Ce matin au cours de la matinale un échange rapide entre Maïtena Biraben et Gilles Delafon nous redonne à voir l'état dans lequel se trouve aujourd'hui l'idée démocratique. Réagissant à une remarque de la présentatrice, qui s'interroge sur la légitimité de la tutelle des marchés, Gilles Delafon, avec un air de chat satisfait, a une réplique immédiate rappelant de façon abrupte que c'est parce que l'on a été irresponsable que l'on est mis sous tutelle.
Une petite phrase comme une incidente, une banalité que l'on se dit entre ami(s); une petite phrase comme un clou sur lequel l'on revient régulièrement, sur la tête duquel l'on frappe dès que possible, pour qu'il s'enfonce, qu'il tienne, qu'il ne bouge plus et que surtout il ne ressorte plus, qu'on ne le retrouve plus jamais dans sa chaussure.
Les peuples auraient été irresponsables et les marchés se doivent donc de mettre sous tutelle ces adultes immatures, ces sots joyeux, ces enfants turbulents. Au regard de ce que l'on appelle la démocratie la chose est plaisante : le peuple qui, au final, est quand même le souverain, aurait donc agit avec légèreté, de façon parfaitement irresponsable et ne doit pas aujourd'hui s'étonner d'être mis sous tutelle.
Les marchés seraient donc un tuteur nécessaire, une sorte de Régent mis en place pour éviter au souverain de s'égarer. On pourrait longuement épiloguer sur la sagesse, la rationnalité, le sens rassis des marchés qui produisent bulles spéculatives sur bulles spéculatives, les font gonfler jusqu'à l'éclatement final, la catastrophe financière planétaire et qui de bulle en bulle, de crise en crise vacillent et titubent.
Si en moyenne sur le long terme les marchés tendent vers l'équilibre, ils le font comme l'ivrogne qui, en moyenne, marche droit . Pour autant il ne viendrait à l'idée de personne de lui demander d'ouvrir la route, d'être le premier de cordée, lui qui frole le précipice et se jette l'instant d'après contre la paroi. Mais aux marchés qui de bulle immobilière en bulle internet, de nouvelle bulle immobilière en crise des subprimes nous précipitent régulièrement dans toutes les ornières, dans le moindre le fossé, il est donné les rênes du char de l'Etat.
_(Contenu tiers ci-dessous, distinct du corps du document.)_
//! Tree serialization and deserialization via bincode.

use std::path::Path;

use tracing::{debug, info, instrument};

use crate::error::DtError;
use crate::node::Node;
use crate::tree::DecisionTree;

/// Current binary format version.
const FORMAT_VERSION: u32 = 1;

/// Versioned envelope for the serialized tree.
#[derive(serde::Serialize, serde::Deserialize)]
struct ModelEnvelope {
    /// Format version for compatibility checking.
    format_version: u32,
    /// Number of nodes in the arena.
    n_nodes: usize,
    /// Number of training samples the tree was built from.
    n_samples: usize,
    /// The serialized tree.
    tree: DecisionTree,
}

impl DecisionTree {
    /// Save the tree to a binary file.
    ///
    /// Uses bincode encoding wrapped in a versioned envelope.
    ///
    /// # Errors
    ///
    /// | Variant | Condition |
    /// |---|---|
    /// | [`DtError::SerializeModel`] | bincode encoding failed |
    /// | [`DtError::WriteModel`] | file write failed |
    #[instrument(skip(self, path), fields(path = %path.as_ref().display()))]
    pub fn save(&self, path: impl AsRef<Path>) -> Result<(), DtError> {
        let path = path.as_ref();

        let envelope = ModelEnvelope {
            format_version: FORMAT_VERSION,
            n_nodes: self.n_nodes(),
            n_samples: self.total_weight(),
            tree: self.clone(),
        };

        let bytes = bincode::serialize(&envelope)
            .map_err(|e| DtError::SerializeModel { source: e })?;

        std::fs::write(path, &bytes).map_err(|e| DtError::WriteModel {
            path: path.to_path_buf(),
            source: e,
        })?;

        info!(
            size_bytes = bytes.len(),
            n_nodes = self.n_nodes(),
            "model saved"
        );

        Ok(())
    }

    /// Load a tree from a binary file.
    ///
    /// # Errors
    ///
    /// | Variant | Condition |
    /// |---|---|
    /// | [`DtError::ReadModel`] | file read failed |
    /// | [`DtError::DeserializeModel`] | bincode decoding failed |
    /// | [`DtError::IncompatibleModelVersion`] | format version mismatch |
    /// | [`DtError::CorruptModel`] | decoded arena is not a valid tree |
    #[instrument(skip(path), fields(path = %path.as_ref().display()))]
    pub fn load(path: impl AsRef<Path>) -> Result<Self, DtError> {
        let path = path.as_ref();

        let bytes = std::fs::read(path).map_err(|e| DtError::ReadModel {
            path: path.to_path_buf(),
            source: e,
        })?;

        let envelope: ModelEnvelope =
            bincode::deserialize(&bytes).map_err(|e| DtError::DeserializeModel {
                path: path.to_path_buf(),
                source: e,
            })?;

        if envelope.format_version != FORMAT_VERSION {
            return Err(DtError::IncompatibleModelVersion {
                expected: FORMAT_VERSION,
                found: envelope.format_version,
                path: path.to_path_buf(),
            });
        }

        check_arena(&envelope).map_err(|reason| DtError::CorruptModel {
            path: path.to_path_buf(),
            reason,
        })?;

        debug!(
            n_nodes = envelope.n_nodes,
            n_samples = envelope.n_samples,
            "model loaded"
        );

        Ok(envelope.tree)
    }
}

/// Children always sit after their parent in the arena, which also rules
/// out cycles.
fn check_arena(envelope: &ModelEnvelope) -> Result<(), String> {
    let nodes = envelope.tree.nodes();
    if nodes.is_empty() {
        return Err("tree has no nodes".to_string());
    }
    if envelope.n_nodes != nodes.len() {
        return Err(format!(
            "header records {} nodes but arena holds {}",
            envelope.n_nodes,
            nodes.len()
        ));
    }
    for (i, node) in nodes.iter().enumerate() {
        if let Node::Branch { hi, lo, .. } = node {
            for child in [hi.index(), lo.index()] {
                if child <= i || child >= nodes.len() {
                    return Err(format!("branch {i} points to node {child}"));
                }
            }
        }
    }
    Ok(())
}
En fait soyons honnête, les marchés n'y sont pour rien, ils ne font qu'aller au bout de leur logique, qu'exprimer leur nature profonde. Ceux qui sont responsables au premier chef, ce sont les serviteurs du souverain, celles et ceux qui sont normalement à son service et qui depuis quelques années se targuent d'être l'élite, l'assurent qu'ils savent bien mieux que lui ce qu'il faut faire tout en se gobergeant depuis trente ans à sa santé.
Depuis maintenant plus de trente ans (les trentes piteuses) nous les voyons qui enjoignent le souverain de rassurer les marchés, de libéraliser, de privatiser, de déréglementer et de mettre en application avec constance toutes les recettes qui ont prouvé leur validité et leur efficacité en Afrique, en Amérique latine, en Amérique centrale, en Asie du sud-est. Le souverain se laisse un peu faire, parfois s'agite et même proteste, mais au bout du compte n'osant pas prendre de serviteurs lui proposant d'autre alternative il finit par laisser en place ceux de la veille qui en profitent pour accuser le souverain, c'est à dire le peuple, d'avoir été irresponsable et trouvent normal de le mettre sous tutelle.
Manifestement l'idée démocratique est un joli quolifichet, une breloque que l'on accroche au fronton de nos monuments mais il faudrait voir à ce qu'elle ne prenne pas trop de vigueur, qu'elle ne vienne pas à se renforcer et que les 99% se mettent à exiger une politique qui leur soit favorable à eux et non aux 1% qui possèdent la part essentielle des richesses.
Le peuple n'est pas irresponsable, les choix qu'il fait ne sont pas toujours les mieux éclairés, il peut se tromper mais c'est toujours parce qu'il a suivi un temps les conseils peu aviser de certains.
Ce qu'il faut dans un moment comme celui dans lequel nous sommes, ce n'est certainement pas de s'en remettre aux choix et décisions d'un petit nombre (qui se sont beaucoup trompé et pour certains beaucoup enrichis) mais au contraire une grande bouffée de démocratie, un vrai renouveau du débat démocratique. Les experts ne sont pas là pour délivrer des solutions toutes prêtes mais ils doivent exposer les raisons, les arguments, les preuves qui conduisent à proposer une solution plus qu'une autre.
Quant au peuple souverain il décidera car c'est à lui et à lui seul de le faire.